The Iranian cutback, which could elevate prices for China as shipments dwindled, represents the potential backfiring of an October U.S. waiver on sanctions of Venezuelan oil. This waiver diverted shipments from the South American producer to the U.S. and India, leaving China with less supply and therefore greater prices.
Early last month, Iranian sellers informed Chinese buyers of the narrowing discounts for December and January deliveries of Iranian Light crude. "This is considered as an extensive default, and the order to hike prices apparently came from the headquarters in Tehran," said a China-based trading executive.
Meanwhile, China has relied heavily on oil from sanctioned countries, saving billions by purchasing often deeply discounted oil from Iran, Venezuela, and Russia.
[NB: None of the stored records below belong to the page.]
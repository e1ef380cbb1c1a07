// Normalization of raw simulator enumeration data into exportable records:
// livery-name parsing plus JSON-backed lookup tables for airline and type
// codes.

pub mod livery_name;
pub mod tables;

pub use livery_name::split_livery_name;
pub use tables::{AirlineMapper, TypeCodeMapper};

use crate::domain::model::Livery;
use crate::utils::error::Result;
use std::path::Path;

/// Both lookup tables, loaded once at startup. A missing or malformed table
/// file is fatal.
#[derive(Debug)]
pub struct Mappers {
    pub airlines: AirlineMapper,
    pub typecodes: TypeCodeMapper,
}

impl Mappers {
    pub fn load(airlines_path: &Path, typecodes_path: &Path) -> Result<Self> {
        Ok(Self {
            airlines: AirlineMapper::from_path(airlines_path)?,
            typecodes: TypeCodeMapper::from_path(typecodes_path)?,
        })
    }

    /// Builds a livery record from one simulator enumeration item.
    ///
    /// The livery name is split into its Asobo type code and airline parts,
    /// which are then mapped to ICAO codes. Unparsable names and unmapped
    /// values leave the corresponding field empty; the record is still
    /// exported and groups with other empty values.
    pub fn livery_from_enumeration(&self, aircraft_title: &str, livery_name: &str) -> Livery {
        let mut livery = Livery {
            model_name: aircraft_title.to_string(),
            livery_name: livery_name.to_string(),
            ..Livery::default()
        };

        if let Some(parts) = split_livery_name(livery_name) {
            livery.callsign_prefix = self
                .airlines
                .airline(&parts.asobo_airline)
                .unwrap_or_default()
                .to_string();
            livery.type_code = self
                .typecodes
                .type_code(&parts.asobo_type_code)
                .unwrap_or_default()
                .to_string();
            livery.asobo_airline = parts.asobo_airline;
            livery.asobo_type_code = parts.asobo_type_code;
        }

        livery
    }
}
//! The handler chain itself: an arena of contexts addressed by stable index,
//! threaded between two sentinel positions (`HEAD`, `TAIL`) that never carry
//! a [`Handler`] of their own. A traversal that walks off either end falls
//! through to [`PipelineSink`] — the channel that owns this pipeline — the
//! same split a classic two-sentinel linked handler chain encodes, done here
//! with a plain index comparison instead of two extra handler impls wearing
//! a disguise.
//!
//! Structural changes (`add_*`/`remove*`/`replace`) take the arena's write
//! lock; every dispatch only ever takes a read lock and releases it before
//! calling into a handler, so concurrent fires and writes never serialize
//! against each other, only against a structural change in flight.

use alloc::boxed::Box;
use alloc::string::String;
use alloc::sync::Arc;
use alloc::vec::Vec;
use core::sync::atomic::{AtomicBool, Ordering};

use spin::{Mutex, RwLock};

use crate::CoreError;
use crate::address::Address;
use crate::buffer::Message;
use crate::error::codes;
use crate::executor::{Executor, Task};
use crate::ids::ChannelId;
use crate::observability::{Logger, MetricsProvider, Severity, UserEvent};
use crate::promise::Promise;

use super::context::{Context, ContextHandle};
use super::handler::{EventMask, Handler, event};

pub(crate) const HEAD: usize = 0;
pub(crate) const TAIL: usize = 1;

/// The nine inbound events a traversal may be carrying, paired one-to-one
/// with the bit positions in [`super::handler::event`].
pub(crate) enum InboundEvent {
    Registered,
    Unregistered,
    Active,
    Inactive,
    Read(Message),
    ReadComplete,
    Writability(bool),
    UserEvent(UserEvent),
    Exception(CoreError),
}

/// The ten outbound operations a traversal may be carrying.
pub(crate) enum OutboundOp {
    Register(Promise<()>),
    Bind(Address, Promise<()>),
    Connect(Address, Option<Address>, Promise<()>),
    Disconnect(Promise<()>),
    Close(Promise<()>),
    Deregister(Promise<()>),
    ReadRequested,
    Write(Message, Promise<()>),
    Flush,
    CloseForcibly,
}
#[cfg(test)]
mod tests {
    use super::*;
    use crate::buffer::message::DefaultMessageSizeEstimator;
    use alloc::sync::Arc;
    use alloc::vec::Vec;
    use core::sync::atomic::{AtomicUsize as StdAtomicUsize, Ordering as StdOrdering};

    #[derive(Default)]
    struct RecordingListener {
        events: spin::Mutex<Vec<bool>>,
    }

    impl WritabilityListener for RecordingListener {
        fn channel_writability_changed(&self, is_writable: bool) {
            self.events.lock().push(is_writable);
        }
    }

    fn buffer_with(high: usize, low: usize) -> (OutboundBuffer, Arc<RecordingListener>) {
        let listener = Arc::new(RecordingListener::default());
        let buffer = OutboundBuffer::new(
            high,
            low,
            Arc::new(DefaultMessageSizeEstimator::default()),
            listener.clone(),
        );
        (buffer, listener)
    }

    fn opaque_message() -> Message {
        static COUNTER: StdAtomicUsize = StdAtomicUsize::new(0);
        Message::opaque(COUNTER.fetch_add(1, StdOrdering::Relaxed))
    }

    #[test]
    fn basic_write_flush_close_crosses_watermarks_exactly_once_each() {
        let (mut buffer, listener) = buffer_with(8, 2);
        let promise = Promise::new();
        buffer.add_message(opaque_message(), promise.clone());
        // DefaultMessageSizeEstimator charges opaque messages a fixed 16
        // bytes, comfortably above high=8.
        assert!(!buffer.is_writable());
        assert_eq!(buffer.unwritable_flags(), 1);

        buffer.add_flush();
        assert!(buffer.remove());
        assert!(promise.is_done());
        assert_eq!(buffer.total_pending_size(), 0);
        assert!(buffer.is_writable());
        assert_eq!(&*listener.events.lock(), &[false, true]);
    }

    #[test]
    fn cancellation_between_add_and_flush_refunds_silently() {
        let (mut buffer, listener) = buffer_with(1000, 10);
        let promise: Promise<()> = Promise::new();
        buffer.add_message(opaque_message(), promise.clone());
        assert!(promise.cancel());
        buffer.add_flush();

        assert!(promise.is_cancelled());
        assert_eq!(buffer.total_pending_size(), 0);
        assert!(listener.events.lock().is_empty());
        assert_eq!(buffer.flushed_count(), 0);
    }

    #[test]
    fn cancel_after_flush_is_ignored() {
        let (mut buffer, _listener) = buffer_with(1000, 10);
        let promise: Promise<()> = Promise::new();
        buffer.add_message(opaque_message(), promise.clone());
        buffer.add_flush();
        assert!(!promise.cancel(), "flush boundary must commit the write");
        assert!(buffer.remove());
    }

    #[test]
    fn fail_flushed_fans_one_cause_to_every_flushed_entry() {
        let (mut buffer, _listener) = buffer_with(1000, 10);
        let p1 = Promise::new();
        let p2 = Promise::new();
        buffer.add_message(opaque_message(), p1.clone());
        buffer.add_message(opaque_message(), p2.clone());
        buffer.add_flush();

        let cause = CoreError::new(codes::CLOSED_CHANNEL, "transport closed");
        buffer.fail_flushed(cause, true);

        assert!(p1.is_done() && !p1.is_cancelled());
        assert!(p2.is_done() && !p2.is_cancelled());
        assert_eq!(buffer.flushed_count(), 0);
    }

    #[test]
    fn user_defined_writability_round_trips() {
        let (buffer, listener) = buffer_with(1000, 10);
        buffer.set_user_defined_writability(1, false);
        buffer.set_user_defined_writability(1, true);
        buffer.set_user_defined_writability(1, false);
        assert!(!buffer.is_writable());
        assert_eq!(listener.events.lock().len(), 3);
    }

    #[test]
    fn close_requires_flushed_segment_to_be_drained_first() {
        let (mut buffer, _listener) = buffer_with(1000, 10);
        let promise: Promise<()> = Promise::new();
        buffer.add_message(opaque_message(), promise);
        buffer.add_flush();
        let err = buffer.close(CoreError::new(codes::CLOSED_CHANNEL, "closed"), false);
        assert!(err.is_err());
    }

    #[test]
    fn close_drains_unflushed_without_firing_writability_events() {
        let (mut buffer, listener) = buffer_with(8, 2);
        let promise: Promise<()> = Promise::new();
        buffer.add_message(opaque_message(), promise.clone());
        assert!(!listener.events.lock().is_empty());
        listener.events.lock().clear();

        let outcome = buffer
            .close(CoreError::new(codes::CLOSED_CHANNEL, "closed"), true)
            .unwrap();
        assert_eq!(outcome, CloseOutcome::Closed);
        assert!(promise.is_done());
        assert_eq!(buffer.total_pending_size(), 0);
        assert!(listener.events.lock().is_empty());
    }
}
These countries supply almost 30% of China's crude imports, with Iranian oil making up about 10%. But the sudden Iranian demand for higher prices might disrupt this economic advantage.
"The Iranians want to play catch-up in prices with (Russia's) ESPO. But they don't fully realize the extent of sanctions on Iranian oil is different from that on Russian," mentioned a trading manager at an independent refiner in China.
The shift has caused considerable uncertainty for China's smaller independent refiners, often called "teapots," which have become Tehran's top clients since first buying Iranian oil in late 2019. They replaced state-run refiners, which stopped dealing with Iran over concerns about falling afoul of U.S. sanctions. These teapots absorb about 90% of Iran's total oil exports, usually passed off as oil originating in Malaysia or the United Arab Emirates.
As the Iranian cutbacks become more evident, China's oil imports from Iran have fallen. "China imported about 1.18 million barrels per day (bpd) of Iranian oil last month, down from 1.22 million bpd in November and 23% off October's record 1.53 million bpd," stated Vortexa Analytics.
The sudden recalibration in the Iran-China oil trade represents a significant shift in global oil dynamics. The pricing dispute and subsequent reduction in Iranian oil shipments to China underscore the volatile nature of international oil trade, especially among nations heavily reliant on crude imports for their energy needs and those facing international sanctions. As Tehran demands higher prices and Beijing weighs its response, the global oil market watches closely, anticipating the broader implications of this standoff.